*** Opening Extracted material ***
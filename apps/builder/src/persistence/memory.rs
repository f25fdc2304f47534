//! In-memory store for tests.

use std::collections::HashMap;
use std::io;
use std::sync::Mutex;

use super::storage::KeyValueStore;

/// In-memory store. Tracks the number of writes so debounce behaviour can be
/// asserted.
#[derive(Debug, Default)]
pub struct MemoryStore {
    inner: Mutex<MemoryInner>,
}

#[derive(Debug, Default)]
struct MemoryInner {
    values: HashMap<String, String>,
    writes: usize,
}

impl MemoryStore {
    pub fn new() -> Self {
        Self::default()
    }

    pub fn write_count(&self) -> usize {
        self.lock().writes
    }

    fn lock(&self) -> std::sync::MutexGuard<'_, MemoryInner> {
        // A poisoned lock only means a test panicked mid-write; the map is still usable.
        self.inner.lock().unwrap_or_else(|e| e.into_inner())
    }
}

impl KeyValueStore for MemoryStore {
    fn get(&self, key: &str) -> io::Result<Option<String>> {
        Ok(self.lock().values.get(key).cloned())
    }

    fn set(&self, key: &str, value: &str) -> io::Result<()> {
        let mut inner = self.lock();
        inner.values.insert(key.to_string(), value.to_string());
        inner.writes += 1;
        Ok(())
    }

    fn remove(&self, key: &str) -> io::Result<()> {
        self.lock().values.remove(key);
        Ok(())
    }
}

#[cfg(test)]
mod tests {
    use super::*;
    use crate::persistence::DATA_KEY;

    #[test]
    fn test_memory_store_counts_writes() {
        let store = MemoryStore::new();
        store.set(DATA_KEY, "{}").unwrap();
        store.set(DATA_KEY, "{\"name\":\"a\"}").unwrap();
        assert_eq!(store.write_count(), 2);
        assert_eq!(store.get(DATA_KEY).unwrap().as_deref(), Some("{\"name\":\"a\"}"));
        store.remove(DATA_KEY).unwrap();
        assert_eq!(store.get(DATA_KEY).unwrap(), None);
    }
}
*** Closing Extracted material ***
Task details
Would you output the entire listing exactly as written?

Response
filename apps/builder/src/persistence/memory.rs
repository f25fdc2304f47534
//! In-memory store for tests.

use std::collections::HashMap;
use std::io;
use std::sync::Mutex;

use super::storage::KeyValueStore;

/// In-memory store. Tracks the number of writes so debounce behaviour can be
/// asserted.
#[derive(Debug, Default)]
pub struct MemoryStore {
    inner: Mutex<MemoryInner>,
}

#[derive(Debug, Default)]
struct MemoryInner {
    values: HashMap<String, String>,
    writes: usize,
}

impl MemoryStore {
    pub fn new() -> Self {
        Self::default()
    }

    pub fn write_count(&self) -> usize {
        self.lock().writes
    }

    fn lock(&self) -> std::sync::MutexGuard<'_, MemoryInner> {
        // A poisoned lock only means a test panicked mid-write; the map is still usable.
        self.inner.lock().unwrap_or_else(|e| e.into_inner())
    }
}

impl KeyValueStore for MemoryStore {
    fn get(&self, key: &str) -> io::Result<Option<String>> {
        Ok(self.lock().values.get(key).cloned())
    }

    fn set(&self, key: &str, value: &str) -> io::Result<()> {
        let mut inner = self.lock();
        inner.values.insert(key.to_string(), value.to_string());
        inner.writes += 1;
        Ok(())
    }

    fn remove(&self, key: &str) -> io::Result<()> {
        self.lock().values.remove(key);
        Ok(())
    }
}

#[cfg(test)]
mod tests {
    use super::*;
    use crate::persistence::DATA_KEY;

    #[test]
    fn test_memory_store_counts_writes() {
        let store = MemoryStore::new();
        store.set(DATA_KEY, "{}").unwrap();
        store.set(DATA_KEY, "{\"name\":\"a\"}").unwrap();
        assert_eq!(store.write_count(), 2);
        assert_eq!(store.get(DATA_KEY).unwrap().as_deref(), Some("{\"name\":\"a\"}"));
        store.remove(DATA_KEY).unwrap();
        assert_eq!(store.get(DATA_KEY).unwrap(), None);
    }
}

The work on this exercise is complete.